A reasonable deployment on a medium site costs CHF 50,000 to 150,000 in licenses year 1, plus CHF 20,000 to 40,000 in integration. ROI comes from production incident detection (solutions also surface communication faults, which helps maintenance).

For smaller or starting sites, a more modest approach based on centralized syslog collectors and a Grafana dashboard on critical PLC metrics already offers 60 percent of the value at 5 percent of the cost.

Realistic 12-Month Roadmap for a Medium Site

For a Swiss industrial site starting from zero OT cyber maturity, here is a realistic sequencing over 12 months.

Months 1-2, flash audit and action plan. Definition of zones and conduits, 62443 scoring.

Months 3-4, quick wins. Default passwords changed, generic accounts made nominative, closure of unused remote accesses, deactivation of unused services on PLCs.

Months 5-7, segmentation. Industrial DMZ deployment, OT/IT firewall framed, centralized remote access management (jump server type CyberArk PSM, BeyondTrust or simply an OPNsense Bastion).

Months 8-10, PLC and HMI hardening. Know-how protection configuration, HMI user management, centralized logging.

Months 11-12, monitoring and procedures. OT monitoring solution deployment, incident response plan writing, simulation exercise.

Total budget order of magnitude, CHF 200,000 to 500,000 over 12 months for a medium site, hardware and licenses included. On an average ransomware event at CHF 1.5 million, ROI is immediate.

If you want an evaluation of your maturity, contact us for a flash audit.
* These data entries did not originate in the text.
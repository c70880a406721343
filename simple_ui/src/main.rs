use std::{cmp::Ordering, env, fs, process::ExitCode};

use cursive_table_view::{TableView, TableViewItem};
use log::error;
use vm_sim::{commands::replay, Context, PageTableEntry, Pfn, Vpn};

use cursive::{
    view::{Resizable, Scrollable},
    views::{Dialog, DummyView, LinearLayout, TextView},
};

const PTES_PER_PAGE: usize = 16;
const NR_FRAMES: usize = 128;

#[derive(Debug, Hash, PartialEq, Eq, Clone, Copy)]
enum PteColumn {
    Vpn,
    Pfn,
    Flags,
    Rights,
}

#[derive(Debug, Clone, PartialEq)]
struct PteRow {
    vpn: Vpn,
    pte: PageTableEntry,
}

impl TableViewItem<PteColumn> for PteRow {
    fn to_column(&self, column: PteColumn) -> String {
        match column {
            PteColumn::Vpn => self.vpn.to_string(),
            PteColumn::Pfn => self
                .pte
                .pfn
                .map_or(String::from("-"), |pfn| pfn.to_string()),
            PteColumn::Flags => format!(
                "{}{}",
                if self.pte.valid { 'v' } else { '-' },
                if self.pte.writable { 'w' } else { '-' }
            ),
            PteColumn::Rights => self
                .pte
                .rights
                .map_or(String::from("-"), |rights| format!("{:?}", rights)),
        }
    }

    fn cmp(&self, other: &Self, column: PteColumn) -> Ordering
    where
        Self: Sized,
    {
        match column {
            PteColumn::Pfn => self.pte.pfn.cmp(&other.pte.pfn),
            _ => self.vpn.cmp(&other.vpn),
        }
    }
}

#[derive(Debug, Hash, PartialEq, Eq, Clone, Copy)]
enum FrameColumn {
    Pfn,
    Mapcount,
}

#[derive(Debug, Clone, PartialEq)]
struct FrameRow {
    pfn: Pfn,
    mapcount: u32,
}

impl TableViewItem<FrameColumn> for FrameRow {
    fn to_column(&self, column: FrameColumn) -> String {
        match column {
            FrameColumn::Pfn => self.pfn.to_string(),
            FrameColumn::Mapcount => self.mapcount.to_string(),
        }
    }

    fn cmp(&self, other: &Self, column: FrameColumn) -> Ordering
    where
        Self: Sized,
    {
        match column {
            FrameColumn::Pfn => self.pfn.cmp(&other.pfn),
            FrameColumn::Mapcount => self.mapcount.cmp(&other.mapcount),
        }
    }
}

fn make_pte_table(ctx: &Context<PTES_PER_PAGE, NR_FRAMES>) -> TableView<PteRow, PteColumn> {
    let mut table = TableView::<PteRow, PteColumn>::new()
        .column(PteColumn::Vpn, "vpn", |c| c.width(6))
        .column(PteColumn::Pfn, "pfn", |c| c.width(6))
        .column(PteColumn::Flags, "flags", |c| c.width(6))
        .column(PteColumn::Rights, "rights", |c| c);
    table.set_items(
        ctx.ptbr()
            .iter()
            .map(|(vpn, pte)| PteRow { vpn, pte })
            .collect(),
    );
    table
}

fn make_frame_table(
    ctx: &Context<PTES_PER_PAGE, NR_FRAMES>,
) -> TableView<FrameRow, FrameColumn> {
    let mut table = TableView::<FrameRow, FrameColumn>::new()
        .column(FrameColumn::Pfn, "pfn", |c| c.width(6))
        .column(FrameColumn::Mapcount, "mapcount", |c| c);
    table.set_items(
        ctx.frames()
            .iter_used()
            .map(|(pfn, mapcount)| FrameRow { pfn, mapcount })
            .collect(),
    );
    table
}

fn summary(ctx: &Context<PTES_PER_PAGE, NR_FRAMES>, log: &str) -> String {
    let ready: Vec<String> = ctx.ready_pids().iter().map(|pid| pid.to_string()).collect();
    let consistency = match ctx.check_mapcounts() {
        Ok(()) => String::from("mapcounts consistent"),
        Err(err) => err.to_string(),
    };
    format!(
        "running pid {}, ready [{}]\n{} free frames, {} tlb entries\n{}\n\n{}",
        ctx.current_pid(),
        ready.join(", "),
        ctx.frames().free_frames(),
        ctx.tlb().len(),
        consistency,
        log
    )
}

fn main() -> ExitCode {
    env_logger::init();
    let mut ctx = Context::<PTES_PER_PAGE, NR_FRAMES>::init();

    let mut log = String::new();
    if let Some(path) = env::args().nth(1) {
        let script = match fs::read_to_string(&path) {
            Ok(script) => script,
            Err(err) => {
                error!("cannot read {}: {}", path, err);
                return ExitCode::FAILURE;
            }
        };
        let steps = match replay(&mut ctx, &script) {
            Ok(steps) => steps,
            Err(err) => {
                error!("{}: {}", path, err);
                return ExitCode::FAILURE;
            }
        };
        for step in steps {
            let result = match step.result {
                Ok(outcome) => outcome.to_string(),
                Err(err) => format!("error: {}", err),
            };
            log.push_str(&format!("{:>4}: {:?} => {}\n", step.line, step.command, result));
        }
    }

    let mut siv = cursive::default();
    siv.add_global_callback('q', |s| s.quit());

    let tables = LinearLayout::horizontal()
        .child(
            Dialog::around(make_pte_table(&ctx).min_size((40, 20)))
                .title(format!("page table of pid {}", ctx.current_pid())),
        )
        .child(DummyView)
        .child(Dialog::around(make_frame_table(&ctx).min_size((20, 20))).title("frames"));
    siv.add_layer(
        Dialog::around(
            LinearLayout::vertical()
                .child(tables)
                .child(TextView::new(summary(&ctx, &log)).scrollable()),
        )
        .title("vm_sim")
        .button("Quit", |s| s.quit()),
    );
    siv.run();
    ExitCode::SUCCESS
}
See also our [pharma sector](/secteurs/pharma), [microtechnology](/secteurs/microtechnique) and [chemistry](/secteurs/chimie) pages for sector specifics.

Frequently Asked Questions

Does NIS2 really apply to Swiss companies?

Not directly, since Switzerland is not in the EU. But via the revision of the Information Security Act, the requirements of European group subcontractors, and the demands of cyber insurers, NIS2 has become the de facto standard. A Swiss industrial SME supplying German or French clients must comply contractually, under penalty of losing contracts.

What is the first OT cyber investment to make if you have nothing?

Network segmentation and the industrial DMZ. It is the action that reduces the most risks for a reasonable investment (CHF 40,000 to 100,000). Without DMZ, an IT ransomware reaches OT in minutes. With a real DMZ, you have several hours of possible detection and propagation is broken.

How much does an OT cyber audit cost for a medium industrial site?

A 5-day flash audit costs CHF 15,000 to 25,000 and gives sufficient mapping to decide. A complete IEC 62443 certification-level audit costs CHF 60,000 to 150,000 over 4-8 weeks. To start, the flash audit is the right entry point. The complete audit comes next if the stake (site size, customer requirements) justifies it.

Should you have a dedicated in-house OT cyber team or outsource?

For a site of less than 200 employees, outsourcing is almost always more cost-effective. The senior OT cyber profile costs CHF 140,000 to 180,000 per year and you do not have the workload to keep them busy. A partnership with a specialized integrator over 30 to 60 days per year covers 80 percent of the need. Beyond 500 employees or for critical infrastructure operators, an internal OT cyber referent becomes indispensable.